Friday, November 19, 1999
Sheriff’s deputies to emphasize seat belt use Thanksgiving week
Caddo Parish Sheriff’s deputies will emphasize the use of seat belts and child safety restraints Thanksgiving week (Nov. 22-28) as part of a holiday season package of grant-funded programs that will add 150 hours of patrol time on the parish’s roadways.
Caddo Parish Sheriff Don Hathaway said his agency is working closely with the National and Louisiana Highway Safety Councils to focus public attention on overall traffic safety while targeting such specific violators as the drunk and/or drugged driver, speeders and those not using safety restraints.
"While the various grants are designed to target specific violations," Sheriff Hathaway said, "our deputies are obviously not going to ignore other violations when they are working grant-funded overtime. The overall effect of these grants will be more deputies on the parish’s roadways throughout the holidays encouraging safer driving and stopping more traffic violators."
In the first phase of the holiday package, Sheriff’s deputies are launching "Buckle Up Caddo Parish," joining the "Buckle Up America" grassroots movement. Nationwide, the campaign seeks to increase the seat belt use rate to 90 percent and reduce child fatalities by 25 percent by the year 2005 – saving the nation $8.8 billion, preventing more than 5,500 deaths and 132,000 injuries annually.
"Everyone pays the higher health care and insurance costs that result from unbelted drivers and passengers involved in crashes," Sheriff Hathaway said. "On average, hospital care costs for an unbelted driver are 50 percent higher than those for a driver who was wearing a seat belt. Taxpayers generally pay 85 percent of those costs, not the individuals involved."
Between 1984 and 1994, national seat belt use increased from 14 percent to 67 percent. With national use currently at 68 percent, effective law enforcement is critical to raising seat belt use rates. Sheriff Hathaway said all his deputies are carrying and distributing "Buckle Up America" leaflets that emphasize "There’s just too much to lose" by not wearing seat belts. Deputies are giving the leaflets to motorists in traffic stops, as well as other places where they come in contact with the public.
Among the reminders on the leaflets are the facts that:
– Traffic crashes kill more than 40,000 people a year nationwide and rank as the number one cause of child deaths.
– Every nine seconds someone in America is injured in a traffic crash and every 13 minutes someone is killed.
– Two-thirds of the drivers and passengers killed in traffic crashes are not buckled up.
– Every day in America, some 900 children are injured and seven are killed in car crashes. Half of those killed would be alive today if they had been properly protected.
Sadly, the Sheriff commented, adults who don’t buckle up are sending children a deadly message that it is all right not to use seat belts. Research shows that when a driver is unbuckled, 70 percent of the time children in that vehicle will not be buckled either.

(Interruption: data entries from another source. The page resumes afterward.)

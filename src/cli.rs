//! Command-line interface parsing for homedash
//!
//! Flags override individual settings from the config file. The merged
//! configuration is validated once here, before anything is spawned.

use std::path::PathBuf;

use clap::Parser;
use thiserror::Error;

use crate::config::{ConfigError, DashboardConfig, Location};

/// Error types for CLI startup
#[derive(Debug, Error)]
pub enum CliError {
    #[error(transparent)]
    Config(#[from] ConfigError),
}

/// homedash - a home information dashboard for the terminal
#[derive(Parser, Debug)]
#[command(name = "homedash")]
#[command(about = "Clock, weather, alerts, news and network status in one terminal dashboard")]
#[command(version)]
pub struct Cli {
    /// Path to a JSON config file (defaults to the platform config directory)
    #[arg(long, value_name = "PATH")]
    pub config: Option<PathBuf>,

    /// OpenWeatherMap API key; weather is hidden without one
    #[arg(long, env = "OPENWEATHER_API_KEY", hide_env_values = true, value_name = "KEY")]
    pub api_key: Option<String>,

    /// OpenWeatherMap city id to report weather for
    #[arg(long, value_name = "ID", conflicts_with_all = ["lat", "lon"])]
    pub city_id: Option<u32>,

    /// Latitude to report weather for (requires --lon)
    #[arg(long, requires = "lon", allow_hyphen_values = true)]
    pub lat: Option<f64>,

    /// Longitude to report weather for (requires --lat)
    #[arg(long, requires = "lat", allow_hyphen_values = true)]
    pub lon: Option<f64>,

    /// NWS zone code to watch for weather alerts, e.g. SCZ010
    #[arg(long, value_name = "ZONE")]
    pub zone: Option<String>,

    /// RSS feed URL for the news panel
    #[arg(long, value_name = "URL")]
    pub feed: Option<String>,

    /// Skip the bandwidth test at startup
    #[arg(long)]
    pub no_speed_test: bool,

    /// Log debug output from homedash to the log file
    #[arg(short, long)]
    pub verbose: bool,

    /// Print the effective configuration (API key masked) and exit
    #[arg(long)]
    pub print_config: bool,
}

/// Everything the binary needs to start
#[derive(Debug, Clone)]
pub struct StartupConfig {
    pub dashboard: DashboardConfig,
    pub verbose: bool,
    pub print_config: bool,
}

impl Cli {
    /// Writes the flags that were given over `config`
    pub fn apply_overrides(&self, config: &mut DashboardConfig) {
        if let Some(key) = &self.api_key {
            config.weather.api_key = Some(key.clone());
        }
        if let Some(city_id) = self.city_id {
            config.weather.location = Location::CityId { city_id };
        }
        if let (Some(lat), Some(lon)) = (self.lat, self.lon) {
            config.weather.location = Location::Coordinates { lat, lon };
        }
        if let Some(zone) = &self.zone {
            config.alerts.zone = zone.clone();
            config.alerts.enabled = true;
        }
        if let Some(feed) = &self.feed {
            config.news.feed_url = feed.clone();
            config.news.enabled = true;
        }
        if self.no_speed_test {
            config.speed_test.enabled = false;
        }
    }
}

impl StartupConfig {
    /// Loads the config file, applies CLI overrides and validates the result
    pub fn from_cli(cli: &Cli) -> Result<Self, CliError> {
        let mut dashboard = DashboardConfig::load_or_default(cli.config.as_deref())?;
        cli.apply_overrides(&mut dashboard);
        dashboard.validate()?;

        Ok(StartupConfig {
            dashboard,
            verbose: cli.verbose,
            print_config: cli.print_config,
        })
    }
}
//! File logging
//!
//! The dashboard owns the terminal, so log output goes to a daily rolling file
//! under the platform data directory instead of stderr.

use std::path::{Path, PathBuf};

use directories::ProjectDirs;
use tracing_appender::non_blocking::WorkerGuard;
use tracing_subscriber::{fmt, prelude::*, EnvFilter};

const LOG_FILE_PREFIX: &str = "homedash.log";

/// Directory log files are written to (`~/.local/share/homedash/logs` on Linux)
pub fn log_dir() -> Option<PathBuf> {
    ProjectDirs::from("", "", "homedash").map(|dirs| dirs.data_local_dir().join("logs"))
}

/// Filter used when `RUST_LOG` is not set
pub fn default_filter(verbose: bool) -> &'static str {
    if verbose {
        "info,homedash=debug"
    } else {
        "info"
    }
}

/// Installs the global subscriber writing to `logs_dir`
///
/// The returned guard flushes buffered lines when dropped and must live for
/// the rest of the program.
pub fn init_in(logs_dir: &Path, verbose: bool) -> std::io::Result<WorkerGuard> {
    std::fs::create_dir_all(logs_dir)?;

    let file_appender = tracing_appender::rolling::daily(logs_dir, LOG_FILE_PREFIX);
    let (non_blocking, guard) = tracing_appender::non_blocking(file_appender);

    let env_filter =
        EnvFilter::try_from_default_env().unwrap_or_else(|_| EnvFilter::new(default_filter(verbose)));

    tracing_subscriber::registry()
        .with(env_filter)
        .with(
            fmt::layer()
                .with_writer(non_blocking)
                .with_ansi(false)
                .with_target(true)
                .with_thread_ids(false)
                .with_file(true)
                .with_line_number(true),
        )
        .init();

    Ok(guard)
}

/// Installs file logging in the default directory
///
/// Returns `None` (and logs nothing) if no home directory can be found or the
/// log directory cannot be created.
pub fn init(verbose: bool) -> Option<WorkerGuard> {
    let dir = log_dir()?;
    init_in(&dir, verbose).ok()
}
//! Dashboard configuration
//!
//! All per-feature settings (credentials, location, zone, TTLs, intervals)
//! live in one [`DashboardConfig`], loaded from a JSON file, overridden from
//! the command line and validated once at startup. Every field has a default
//! so an empty or missing file yields a working dashboard (minus weather,
//! which needs an API key).

use std::fs;
use std::path::{Path, PathBuf};
use std::time::Duration;

use directories::ProjectDirs;
use serde::{Deserialize, Serialize};
use thiserror::Error;

use crate::feature::FeatureKind;

/// OpenWeatherMap city id for Anderson, SC
pub const DEFAULT_CITY_ID: u32 = 4569298;
/// NWS forecast zone for Anderson County, SC
pub const DEFAULT_ALERT_ZONE: &str = "SCZ010";
pub const DEFAULT_FEED_URL: &str = "https://feeds.bbci.co.uk/news/rss.xml";

/// Errors raised while loading or validating configuration
#[derive(Debug, Error)]
pub enum ConfigError {
    #[error("Failed to read config file {path}: {source}")]
    Io {
        path: PathBuf,
        #[source]
        source: std::io::Error,
    },

    #[error("Failed to parse config file {path}: {source}")]
    Parse {
        path: PathBuf,
        #[source]
        source: serde_json::Error,
    },

    #[error("Invalid configuration: {0}")]
    Invalid(String),
}

/// Complete dashboard configuration
#[derive(Debug, Clone, PartialEq, Serialize, Deserialize)]
#[serde(default)]
pub struct DashboardConfig {
    pub clock: ClockConfig,
    pub weather: WeatherConfig,
    pub alerts: AlertsConfig,
    pub news: NewsConfig,
    pub network: NetworkConfig,
    pub speed_test: SpeedTestConfig,
    /// Timeout applied to every API request
    pub request_timeout_secs: u64,
}

impl Default for DashboardConfig {
    fn default() -> Self {
        Self {
            clock: ClockConfig::default(),
            weather: WeatherConfig::default(),
            alerts: AlertsConfig::default(),
            news: NewsConfig::default(),
            network: NetworkConfig::default(),
            speed_test: SpeedTestConfig::default(),
            request_timeout_secs: 30,
        }
    }
}

#[derive(Debug, Clone, PartialEq, Serialize, Deserialize)]
#[serde(default)]
pub struct ClockConfig {
    pub interval_millis: u64,
}

impl Default for ClockConfig {
    fn default() -> Self {
        Self {
            interval_millis: 1000,
        }
    }
}

/// Where to ask for weather
#[derive(Debug, Clone, PartialEq, Serialize, Deserialize)]
#[serde(untagged)]
pub enum Location {
    CityId { city_id: u32 },
    Coordinates { lat: f64, lon: f64 },
}

#[derive(Debug, Clone, PartialEq, Serialize, Deserialize)]
#[serde(default)]
pub struct WeatherConfig {
    /// OpenWeatherMap API key; weather is disabled without one
    pub api_key: Option<String>,
    pub location: Location,
    pub ttl_secs: u64,
    pub interval_secs: u64,
}

impl Default for WeatherConfig {
    fn default() -> Self {
        Self {
            api_key: None,
            location: Location::CityId {
                city_id: DEFAULT_CITY_ID,
            },
            ttl_secs: 30 * 60,
            interval_secs: 60 * 60,
        }
    }
}

#[derive(Debug, Clone, PartialEq, Serialize, Deserialize)]
#[serde(default)]
pub struct AlertsConfig {
    pub enabled: bool,
    /// NWS zone code, e.g. "SCZ010"
    pub zone: String,
    pub interval_secs: u64,
}

impl Default for AlertsConfig {
    fn default() -> Self {
        Self {
            enabled: true,
            zone: DEFAULT_ALERT_ZONE.to_string(),
            interval_secs: 10 * 60,
        }
    }
}

#[derive(Debug, Clone, PartialEq, Serialize, Deserialize)]
#[serde(default)]
pub struct NewsConfig {
    pub enabled: bool,
    pub feed_url: String,
    pub max_headlines: usize,
    pub ttl_secs: u64,
    pub interval_secs: u64,
}

impl Default for NewsConfig {
    fn default() -> Self {
        Self {
            enabled: true,
            feed_url: DEFAULT_FEED_URL.to_string(),
            max_headlines: 8,
            ttl_secs: 15 * 60,
            interval_secs: 15 * 60,
        }
    }
}

#[derive(Debug, Clone, PartialEq, Serialize, Deserialize)]
#[serde(default)]
pub struct NetworkConfig {
    pub enabled: bool,
    pub ttl_secs: u64,
    pub interval_secs: u64,
}

impl Default for NetworkConfig {
    fn default() -> Self {
        Self {
            enabled: true,
            ttl_secs: 60 * 60,
            interval_secs: 60 * 60,
        }
    }
}

/// One payload the speed test can download
#[derive(Debug, Clone, PartialEq, Eq, Serialize, Deserialize)]
pub struct SpeedProbe {
    pub url: String,
    /// Advertised payload size
    pub bytes: u64,
}

impl SpeedProbe {
    fn cloudflare(bytes: u64) -> Self {
        Self {
            url: format!("https://speed.cloudflare.com/__down?bytes={}", bytes),
            bytes,
        }
    }
}

#[derive(Debug, Clone, PartialEq, Serialize, Deserialize)]
#[serde(default)]
pub struct SpeedTestConfig {
    pub enabled: bool,
    /// Tried in order until one succeeds
    pub probes: Vec<SpeedProbe>,
    pub timeout_secs: u64,
}

impl Default for SpeedTestConfig {
    fn default() -> Self {
        Self {
            enabled: true,
            probes: vec![SpeedProbe::cloudflare(10_000_000), SpeedProbe::cloudflare(1_000_000)],
            timeout_secs: 60,
        }
    }
}

impl DashboardConfig {
    /// Default config file location (`~/.config/homedash/config.json` on Linux)
    pub fn default_path() -> Option<PathBuf> {
        ProjectDirs::from("", "", "homedash").map(|dirs| dirs.config_dir().join("config.json"))
    }

    /// Loads configuration from a JSON file
    pub fn load(path: &Path) -> Result<Self, ConfigError> {
        let content = fs::read_to_string(path).map_err(|source| ConfigError::Io {
            path: path.to_path_buf(),
            source,
        })?;
        serde_json::from_str(&content).map_err(|source| ConfigError::Parse {
            path: path.to_path_buf(),
            source,
        })
    }

    /// Loads from `path` if given, else from the default path if that file
    /// exists, else returns defaults
    pub fn load_or_default(path: Option<&Path>) -> Result<Self, ConfigError> {
        if let Some(path) = path {
            return Self::load(path);
        }
        match Self::default_path() {
            Some(path) if path.exists() => Self::load(&path),
            _ => Ok(Self::default()),
        }
    }

    /// Checks every setting once; the dashboard never re-validates
    pub fn validate(&self) -> Result<(), ConfigError> {
        let invalid = |msg: &str| Err(ConfigError::Invalid(msg.to_string()));

        if self.request_timeout_secs == 0 {
            return invalid("request_timeout_secs must be greater than zero");
        }
        if self.clock.interval_millis == 0 {
            return invalid("clock.interval_millis must be greater than zero");
        }

        if self.weather.ttl_secs == 0 || self.weather.interval_secs == 0 {
            return invalid("weather.ttl_secs and weather.interval_secs must be greater than zero");
        }
        if let Location::Coordinates { lat, lon } = self.weather.location {
            if !(-90.0..=90.0).contains(&lat) || !(-180.0..=180.0).contains(&lon) {
                return invalid("weather.location coordinates are out of range");
            }
        }
        if matches!(&self.weather.api_key, Some(key) if key.trim().is_empty()) {
            return invalid("weather.api_key must not be empty");
        }

        if self.alerts.enabled {
            if self.alerts.zone.trim().is_empty() {
                return invalid("alerts.zone must not be empty");
            }
            if self.alerts.interval_secs == 0 {
                return invalid("alerts.interval_secs must be greater than zero");
            }
        }

        if self.news.enabled {
            if self.news.feed_url.trim().is_empty() {
                return invalid("news.feed_url must not be empty");
            }
            if self.news.max_headlines == 0 {
                return invalid("news.max_headlines must be at least 1");
            }
            if self.news.ttl_secs == 0 || self.news.interval_secs == 0 {
                return invalid("news.ttl_secs and news.interval_secs must be greater than zero");
            }
        }

        if self.network.enabled && (self.network.ttl_secs == 0 || self.network.interval_secs == 0) {
            return invalid("network.ttl_secs and network.interval_secs must be greater than zero");
        }

        if self.speed_test.enabled {
            if self.speed_test.probes.is_empty() {
                return invalid("speed_test.probes must list at least one probe");
            }
            if self.speed_test.timeout_secs == 0 {
                return invalid("speed_test.timeout_secs must be greater than zero");
            }
        }

        Ok(())
    }

    /// Features that get a region on screen, in screen order
    pub fn enabled_features(&self) -> Vec<FeatureKind> {
        FeatureKind::ALL
            .into_iter()
            .filter(|kind| match kind {
                FeatureKind::Clock => true,
                FeatureKind::Weather => self.weather.api_key.is_some(),
                FeatureKind::Alerts => self.alerts.enabled,
                FeatureKind::News => self.news.enabled,
                FeatureKind::Network => self.network.enabled,
                FeatureKind::SpeedTest => self.speed_test.enabled,
            })
            .collect()
    }

    pub fn request_timeout(&self) -> Duration {
        Duration::from_secs(self.request_timeout_secs)
    }

    /// Pretty JSON with the API key masked
    pub fn to_redacted_json(&self) -> Result<String, serde_json::Error> {
        let mut shown = self.clone();
        if shown.weather.api_key.is_some() {
            shown.weather.api_key = Some("********".to_string());
        }
        serde_json::to_string_pretty(&shown)
    }
}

"Chances are someone you know will be involved in a car crash," Sheriff Hathaway said. "If they are unbuckled, they are 50 percent more likely to be injured or killed. We are trying to raise awareness about the life- and cost-saving value of seat belts. We must begin by recognizing that wearing a seat belt is the most effective way to save lives and reduce injuries on Caddo Parish roadways. There is just too much to lose."